INFORMATION SUPPLIED |
------
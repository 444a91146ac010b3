//! Handler registration: event name → handler, retry policy, concurrency.

use std::collections::HashMap;
use std::sync::Arc;
use std::time::Duration;

use async_trait::async_trait;
use tokio::sync::Semaphore;

use super::{StageError, StepContext};

/// Bounded retry policy for a handler.
#[derive(Debug, Clone, Copy)]
pub struct RetryPolicy {
    /// Total delivery attempts (first try included).
    pub max_attempts: u32,
    /// Base of the exponential backoff.
    pub base_backoff: Duration,
}

impl Default for RetryPolicy {
    fn default() -> Self {
        Self {
            max_attempts: 3,
            base_backoff: Duration::from_secs(30),
        }
    }
}

impl RetryPolicy {
    /// Backoff before the next delivery. `attempt` is the 1-based attempt
    /// that just failed; a provider hint overrides the schedule.
    pub fn backoff(&self, attempt: u32, hint: Option<Duration>) -> Duration {
        if let Some(hint) = hint {
            return hint;
        }
        let exponent = attempt.saturating_sub(1).min(8);
        self.base_backoff.saturating_mul(2u32.saturating_pow(exponent))
    }
}

/// A stage: an async function over one or more named events.
///
/// Handlers must be idempotent on their identifying key — delivery is
/// at-least-once. All state across suspension points goes through the
/// [`StepContext`] or the store.
#[async_trait]
pub trait EventHandler: Send + Sync {
    /// Event names this handler consumes.
    fn event_names(&self) -> &'static [&'static str];

    /// Retry policy; defaults to 3 attempts with 30s base backoff.
    fn retry_policy(&self) -> RetryPolicy {
        RetryPolicy::default()
    }

    /// Concurrent invocations allowed for this handler.
    fn concurrency(&self) -> usize {
        8
    }

    /// Process one event.
    ///
    /// # Errors
    ///
    /// Returns a classified [`StageError`]; anything else must not escape.
    async fn handle(&self, ctx: &StepContext, payload: serde_json::Value)
        -> Result<(), StageError>;
}

/// A registered handler with its shared concurrency gate.
#[derive(Clone)]
pub struct Registered {
    /// The handler.
    pub handler: Arc<dyn EventHandler>,
    /// Per-handler concurrency cap, shared across its event names.
    pub semaphore: Arc<Semaphore>,
}

/// Event name → registered handler.
#[derive(Default, Clone)]
pub struct HandlerRegistry {
    handlers: HashMap<&'static str, Registered>,
}

impl HandlerRegistry {
    /// Empty registry.
    pub fn new() -> Self {
        Self::default()
    }

    /// Register a handler under each of its event names. A handler
    /// registered under several names shares one concurrency gate.
    pub fn register(&mut self, handler: Arc<dyn EventHandler>) {
        let semaphore = Arc::new(Semaphore::new(handler.concurrency()));
        for name in handler.event_names() {
            self.handlers.insert(
                name,
                Registered {
                    handler: Arc::clone(&handler),
                    semaphore: Arc::clone(&semaphore),
                },
            );
        }
    }

    /// Resolve the handler for an event name.
    pub fn get(&self, name: &str) -> Option<&Registered> {
        self.handlers.get(name)
    }

    /// Registered event names (for startup logging).
    pub fn event_names(&self) -> Vec<&'static str> {
        let mut names: Vec<_> = self.handlers.keys().copied().collect();
        names.sort_unstable();
        names
    }
}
------
WORK ORDER |
Would you transcribe every entry exactly?

THE ANSWER |
repository 444a91146ac010b3
//! Handler registration: event name → handler, retry policy, concurrency.

use std::collections::HashMap;
use std::sync::Arc;
use std::time::Duration;

use async_trait::async_trait;
use tokio::sync::Semaphore;

use super::{StageError, StepContext};

/// Bounded retry policy for a handler.
#[derive(Debug, Clone, Copy)]
pub struct RetryPolicy {
    /// Total delivery attempts (first try included).
    pub max_attempts: u32,
    /// Base of the exponential backoff.
    pub base_backoff: Duration,
}

impl Default for RetryPolicy {
    fn default() -> Self {
        Self {
            max_attempts: 3,
            base_backoff: Duration::from_secs(30),
        }
    }
}

impl RetryPolicy {
    /// Backoff before the next delivery. `attempt` is the 1-based attempt
    /// that just failed; a provider hint overrides the schedule.
    pub fn backoff(&self, attempt: u32, hint: Option<Duration>) -> Duration {
        if let Some(hint) = hint {
            return hint;
        }
        let exponent = attempt.saturating_sub(1).min(8);
        self.base_backoff.saturating_mul(2u32.saturating_pow(exponent))
    }
}

/// A stage: an async function over one or more named events.
///
/// Handlers must be idempotent on their identifying key — delivery is
/// at-least-once. All state across suspension points goes through the
/// [`StepContext`] or the store.
#[async_trait]
pub trait EventHandler: Send + Sync {
    /// Event names this handler consumes.
    fn event_names(&self) -> &'static [&'static str];

    /// Retry policy; defaults to 3 attempts with 30s base backoff.
    fn retry_policy(&self) -> RetryPolicy {
        RetryPolicy::default()
    }

    /// Concurrent invocations allowed for this handler.
    fn concurrency(&self) -> usize {
        8
    }

    /// Process one event.
    ///
    /// # Errors
    ///
    /// Returns a classified [`StageError`]; anything else must not escape.
    async fn handle(&self, ctx: &StepContext, payload: serde_json::Value)
        -> Result<(), StageError>;
}

/// A registered handler with its shared concurrency gate.
#[derive(Clone)]
pub struct Registered {
    /// The handler.
    pub handler: Arc<dyn EventHandler>,
    /// Per-handler concurrency cap, shared across its event names.
    pub semaphore: Arc<Semaphore>,
}

/// Event name → registered handler.
#[derive(Default, Clone)]
pub struct HandlerRegistry {
    handlers: HashMap<&'static str, Registered>,
}

impl HandlerRegistry {
    /// Empty registry.
    pub fn new() -> Self {
        Self::default()
    }

    /// Register a handler under each of its event names. A handler
    /// registered under several names shares one concurrency gate.
    pub fn register(&mut self, handler: Arc<dyn EventHandler>) {
        let semaphore = Arc::new(Semaphore::new(handler.concurrency()));
        for name in handler.event_names() {
            self.handlers.insert(
                name,
                Registered {
                    handler: Arc::clone(&handler),
                    semaphore: Arc::clone(&semaphore),
                },
            );
        }
    }

    /// Resolve the handler for an event name.
    pub fn get(&self, name: &str) -> Option<&Registered> {
        self.handlers.get(name)
    }

    /// Registered event names (for startup logging).
    pub fn event_names(&self) -> Vec<&'static str> {
        let mut names: Vec<_> = self.handlers.keys().copied().collect();
        names.sort_unstable();
        names
    }
}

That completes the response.